1. In this documentation they say:

Note: Though the OAuth protocol supports the desktop/installed application use case, Google only supports OAuth for web applications.

But they also have a document for OAuth for installed applications.

2. When I read the OAuth specification pointed by them, it says (in section 11.7):

In many applications, the Consumer application will be under the control of potentially untrusted parties. For example, if the Consumer is a freely available desktop application, an attacker may be able to download a copy for analysis. In such cases, attackers will be able to recover the Consumer Secret used to authenticate the Consumer to the Service Provider.

Also I think the disclaimer in point 1 above is about Google Data APIs, and surely IMAP/SMTP is not a part of them.

I understand that for installed applications I can have a setup like:

  1. Have a small web-app at say example.com for my application. This web-app talks to Google gets the access token.

  2. The installed application talks to example.com only to get the access token.

  3. Installed application then talks to Google with the access token.

I am now confused. Is this the only way? Also, if I do OAuth from desktop application we have to ship the Consumer Secret key with the app. Then, we can't maintain secrecy of the consumer key.

+2  A: 

Yes, Oauth is supported for installed applications; see Gmail IMAP and SMTP using OAuth documentation.

  1. Documentation is simply outdated (2008)
  2. It makes sense but just for application that does not store access token in a safe way.

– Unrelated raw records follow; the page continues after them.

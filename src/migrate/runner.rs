//! Script execution against a SQL connection
//!
//! Scripts are split into batches on lines holding only `GO`. Each batch is
//! sent to the same connection in turn.

use std::path::Path;

use rusqlite::types::ValueRef;
use rusqlite::{Batch, Connection};
use thiserror::Error;

#[derive(Debug, Error)]
pub enum RunnerError {
    #[error("SQLite error: {0}")]
    Sqlite(#[from] rusqlite::Error),

    #[error("Execution failed: {0}")]
    Execution(String),

    #[error("Unexpected result: {0}")]
    UnexpectedResult(String),
}

/// A single cell returned by a batch
#[derive(Debug, Clone, PartialEq)]
pub enum SqlValue {
    Null,
    Integer(i64),
    Real(f64),
    Text(String),
    Blob(Vec<u8>),
}

impl SqlValue {
    /// Returns the value as an integer, if it is one
    pub fn as_i64(&self) -> Option<i64> {
        match self {
            SqlValue::Integer(i) => Some(*i),
            SqlValue::Text(s) => s.trim().parse().ok(),
            _ => None,
        }
    }
}

pub type Row = Vec<SqlValue>;
pub type Rows = Vec<Row>;

/// An exclusive connection that runs one batch at a time
pub trait ScriptRunner {
    /// Executes a batch, returning rows when the batch produces any
    fn execute(&mut self, batch: &str) -> Result<Option<Rows>, RunnerError>;
}

/// Splits a script into batches on `GO` separator lines
///
/// The separator is matched case-insensitively on a line of its own.
/// Blank batches are dropped.
pub fn split_batches(script: &str) -> Vec<String> {
    let mut batches = Vec::new();
    let mut current = String::new();

    for line in script.lines() {
        if line.trim().eq_ignore_ascii_case("GO") {
            push_batch(&mut batches, &mut current);
        } else {
            current.push_str(line);
            current.push('\n');
        }
    }
    push_batch(&mut batches, &mut current);

    batches
}

fn push_batch(batches: &mut Vec<String>, current: &mut String) {
    let batch = current.trim();
    if !batch.is_empty() {
        batches.push(batch.to_string());
    }
    current.clear();
}

/// Runs every batch of a script, keeping results of row-producing batches
pub fn run_script(runner: &mut dyn ScriptRunner, script: &str) -> Result<Vec<Rows>, RunnerError> {
    let mut results = Vec::new();
    for batch in split_batches(script) {
        if let Some(rows) = runner.execute(&batch)? {
            results.push(rows);
        }
    }
    Ok(results)
}

/// Runs scripts against a SQLite database
///
/// Used for local rehearsal of a deployment and in tests.
pub struct SqliteRunner {
    conn: Connection,
}

impl SqliteRunner {
    /// Opens (or creates) a database file
    pub fn open(path: &Path) -> Result<Self, RunnerError> {
        Ok(Self {
            conn: Connection::open(path)?,
        })
    }

    /// Opens a private in-memory database
    pub fn in_memory() -> Result<Self, RunnerError> {
        Ok(Self {
            conn: Connection::open_in_memory()?,
        })
    }
}

impl ScriptRunner for SqliteRunner {
    fn execute(&mut self, batch: &str) -> Result<Option<Rows>, RunnerError> {
        tracing::debug!(batch, "executing batch");

        let mut produced: Option<Rows> = None;
        let mut statements = Batch::new(&self.conn, batch);

        while let Some(mut stmt) = statements.next()? {
            let columns = stmt.column_count();
            if columns == 0 {
                stmt.execute([])?;
                continue;
            }

            let collected = produced.get_or_insert_with(Vec::new);
            let mut rows = stmt.query([])?;
            while let Some(row) = rows.next()? {
                let mut values = Vec::with_capacity(columns);
                for i in 0..columns {
                    values.push(match row.get_ref(i)? {
                        ValueRef::Null => SqlValue::Null,
                        ValueRef::Integer(v) => SqlValue::Integer(v),
                        ValueRef::Real(v) => SqlValue::Real(v),
                        ValueRef::Text(v) => SqlValue::Text(String::from_utf8_lossy(v).into_owned()),
                        ValueRef::Blob(v) => SqlValue::Blob(v.to_vec()),
                    });
                }
                collected.push(values);
            }
        }

        Ok(produced)
    }
}
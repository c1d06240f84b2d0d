//! cloudforge - Dependency-aware deployments for Azure Synapse

use std::process::ExitCode;

fn main() -> ExitCode {
    if let Err(e) = cloudforge::cli::run() {
        eprintln!("Error: {:#}", e);
        ExitCode::FAILURE
    } else {
        ExitCode::SUCCESS
    }
}
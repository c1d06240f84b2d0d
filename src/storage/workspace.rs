//! Synapse workspace export reader
//!
//! A workspace export keeps one JSON document per artifact under a directory
//! named after its kind (`linkedService/`, `pipeline/`, ...). Each document
//! carries the artifact `name` and its `properties`.

use std::path::PathBuf;

use serde_json::Value;

use super::{files_with_extension, read_json, ArtifactSource, SourceError};
use crate::domain::{Artifact, ArtifactContent, ArtifactKind};

/// A raw workspace document as found on disk
#[derive(Debug, Clone, PartialEq)]
pub struct WorkspaceDocument {
    pub kind: ArtifactKind,
    pub path: PathBuf,
    pub value: Value,
}

impl WorkspaceDocument {
    /// Returns the file name without extension
    pub fn file_stem(&self) -> Option<&str> {
        self.path.file_stem().and_then(|s| s.to_str())
    }

    /// Converts the document into an artifact keyed by its `name`
    pub fn to_artifact(&self) -> Result<Artifact, SourceError> {
        let malformed = |reason: &str| SourceError::MalformedArtifact {
            path: self.path.clone(),
            reason: reason.to_string(),
        };

        let object = self
            .value
            .as_object()
            .ok_or_else(|| malformed("document is not a JSON object"))?;

        let name = object
            .get("name")
            .and_then(Value::as_str)
            .ok_or_else(|| malformed("missing string key 'name'"))?;

        let properties = object
            .get("properties")
            .ok_or_else(|| malformed("missing key 'properties'"))?;

        Ok(Artifact::new(
            name,
            self.kind,
            ArtifactContent::Structured(properties.clone()),
        ))
    }
}

/// Reads artifacts from a Synapse workspace export
#[derive(Debug, Clone)]
pub struct WorkspaceSource {
    root: PathBuf,
}

impl WorkspaceSource {
    pub fn new(root: impl Into<PathBuf>) -> Self {
        Self { root: root.into() }
    }

    /// Returns the directory holding one kind
    pub fn kind_dir(&self, kind: ArtifactKind) -> PathBuf {
        self.root.join(kind.dir())
    }

    /// Reads every document, kind by kind in load order
    pub fn documents(&self) -> Result<Vec<WorkspaceDocument>, SourceError> {
        let mut documents = Vec::new();

        for kind in ArtifactKind::WORKSPACE {
            for path in files_with_extension(&self.kind_dir(kind), "json")? {
                let value = read_json(&path)?;
                documents.push(WorkspaceDocument { kind, path, value });
            }
        }

        tracing::debug!(root = %self.root.display(), count = documents.len(), "read workspace documents");
        Ok(documents)
    }
}

impl ArtifactSource for WorkspaceSource {
    fn load_all(&self) -> Result<Vec<Artifact>, SourceError> {
        self.documents()?
            .iter()
            .map(WorkspaceDocument::to_artifact)
            .collect()
    }
}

Your setup is good although i don't think having a web-app that talks with google is mandatory; for example your users could just copy and paste "request token" to your desktop client application.

systempuntoout
Still the desktop client should be shipped with the Consumer Secret. Isn't it?
Sabya
What do you mean?
systempuntoout
Clarified in the question.
Sabya
"Access token" is one per user, it's like a secret password (that you need to store with all the security measures of the case) that your app should use to retrieve a specific user's data from google.So i don't think you desktop client could ship a "Consumer Secret".
systempuntoout
I was talking about this: http://oauth.net/core/1.0/#anchor40
Sabya
Makes sense, but just if you store a consumer token to access consumer data on the cloud.